Checking for updates on 2025-07-24
Update needed for P.1 at 2025-07-24 15:00:00
Updated 5 measurements for 2025-07-24
Data update completed. Updated 5 measurements

⚙️ Configuration Options

Environment Variables

# Database configuration
export DB_TYPE=sqlite
export WATER_DB_PATH=water_monitoring.db

# Gap filling settings (can be added to config.py)
export GAP_FILL_DAYS=7        # Days to check for gaps
export UPDATE_DAYS=2          # Days to check for updates
export API_DELAY=1            # Seconds between API calls
export MAX_RETRIES=3          # Database retry attempts

Customizable Parameters

  • Gap Check Period: Default 7 days, configurable via command line
  • Update Period: Default 2 days, configurable via command line
  • API Rate Limiting: 1-second delay between calls (configurable)
  • Retry Logic: 3 attempts with exponential backoff (configurable)

🛠️ Troubleshooting

Common Issues

Database Locked Errors

ERROR - Error saving to SQLITE: database is locked

Solution: The retry logic now handles this automatically with exponential backoff.

API Rate Limiting

WARNING - Too many requests to API

Solution: Increase delay between API calls or reduce the number of days processed at once.

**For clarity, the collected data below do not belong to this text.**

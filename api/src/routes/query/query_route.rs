//! POST /api/query and POST /api/query/stream: answer a question over the
//! selected documents.

use std::{convert::Infallible, sync::Arc};

use axum::{
    Json,
    extract::State,
    response::{
        IntoResponse, Response,
        sse::{Event, KeepAlive, Sse},
    },
};
use futures::{StreamExt, stream};
use tracing::{info, instrument};

use crate::{
    core::{app_state::AppState, http::response_envelope::ok},
    error_handler::AppResult,
    routes::query::query_request::QueryRequest,
};

pub const STREAM_DONE: &str = "[DONE]";

/// Handler: POST /api/query
///
/// # Example
/// ```bash
/// curl -X POST http://127.0.0.1:8000/api/query \
///   -H 'content-type: application/json' \
///   -d '{"query":"How is the pump primed?","active_documents":["manual.pdf"],"language":"english"}'
/// ```
#[instrument(name = "query_route", skip_all, fields(documents = body.active_documents.len()))]
pub async fn query_route(
    State(state): State<Arc<AppState>>,
    Json(body): Json<QueryRequest>,
) -> AppResult<Response> {
    let (question, opts) = body.into_parts()?;
    let qa = state.contextor.ask(&question, opts).await?;
    info!(references = qa.references.len(), "query answered");
    Ok(ok(qa))
}

/// Handler: POST /api/query/stream
///
/// Server-sent events: one `data:` event per answer fragment, then `data: [DONE]`.
/// Retrieval errors are returned as a regular JSON error before the stream starts.
#[instrument(name = "query_stream_route", skip_all, fields(documents = body.active_documents.len()))]
pub async fn query_stream_route(
    State(state): State<Arc<AppState>>,
    Json(body): Json<QueryRequest>,
) -> AppResult<Response> {
    let (question, opts) = body.into_parts()?;
    let answer = state.contextor.ask_stream(&question, opts).await?;
    info!(references = answer.references.len(), "streaming answer");

    let events = answer
        .fragments
        .map(|fragment| Ok::<_, Infallible>(Event::default().data(fragment)))
        .chain(stream::once(async {
            Ok::<_, Infallible>(Event::default().data(STREAM_DONE))
        }));

    Ok(Sse::new(events)
        .keep_alive(KeepAlive::default())
        .into_response())
}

Missing Data Still Present

Found X missing timestamps after gap filling

Possible Causes:

  • Data not available on the Thai government server for those timestamps
  • Network issues during API calls
  • API returned empty data for those specific times

Debug Commands

# Enable debug logging
export LOG_LEVEL=DEBUG
python water_scraper_v3.py --check-gaps 1

# Test specific date range
python water_scraper_v3.py --fill-gaps 1

# Check database directly
sqlite3 water_monitoring.db "SELECT COUNT(*) FROM water_measurements;"
sqlite3 water_monitoring.db "SELECT timestamp, COUNT(*) FROM water_measurements GROUP BY timestamp ORDER BY timestamp DESC LIMIT 10;"

📈 Performance Metrics

Gap Filling Efficiency

  • API Calls: Grouped by date to minimize requests
  • Processing Speed: ~100-400 data points per API call
  • Success Rate: 86% gap reduction in test case
  • Resource Usage: Minimal memory footprint with selective processing

Database Performance

  • SQLite Optimization: Connection pooling and timeout handling
  • Transaction Efficiency: Batch inserts with proper transaction management
  • Retry Success: Automatic recovery from temporary lock conditions

🎯 Best Practices

Regular Maintenance

  1. Daily: Run --check-gaps 1 to monitor recent data quality
  2. Weekly: Run --fill-gaps 7 to catch any missed data
  3. Monthly: Run --update-data 7 to ensure data accuracy

Production Deployment

  1. Automated Scheduling: Use cron or systemd timers for regular gap checks
  2. Monitoring: Set up alerts for excessive missing data
  3. Backup: Regular database backups before major gap-filling operations

Data Quality Assurance

  1. Validation: Check for reasonable value ranges after gap filling
  2. Comparison: Compare filled data with nearby timestamps for consistency
  3. Documentation: Log all gap-filling activities for audit trails

This enhanced gap-filling system ensures comprehensive and accurate water level monitoring with minimal data loss and automatic recovery capabilities.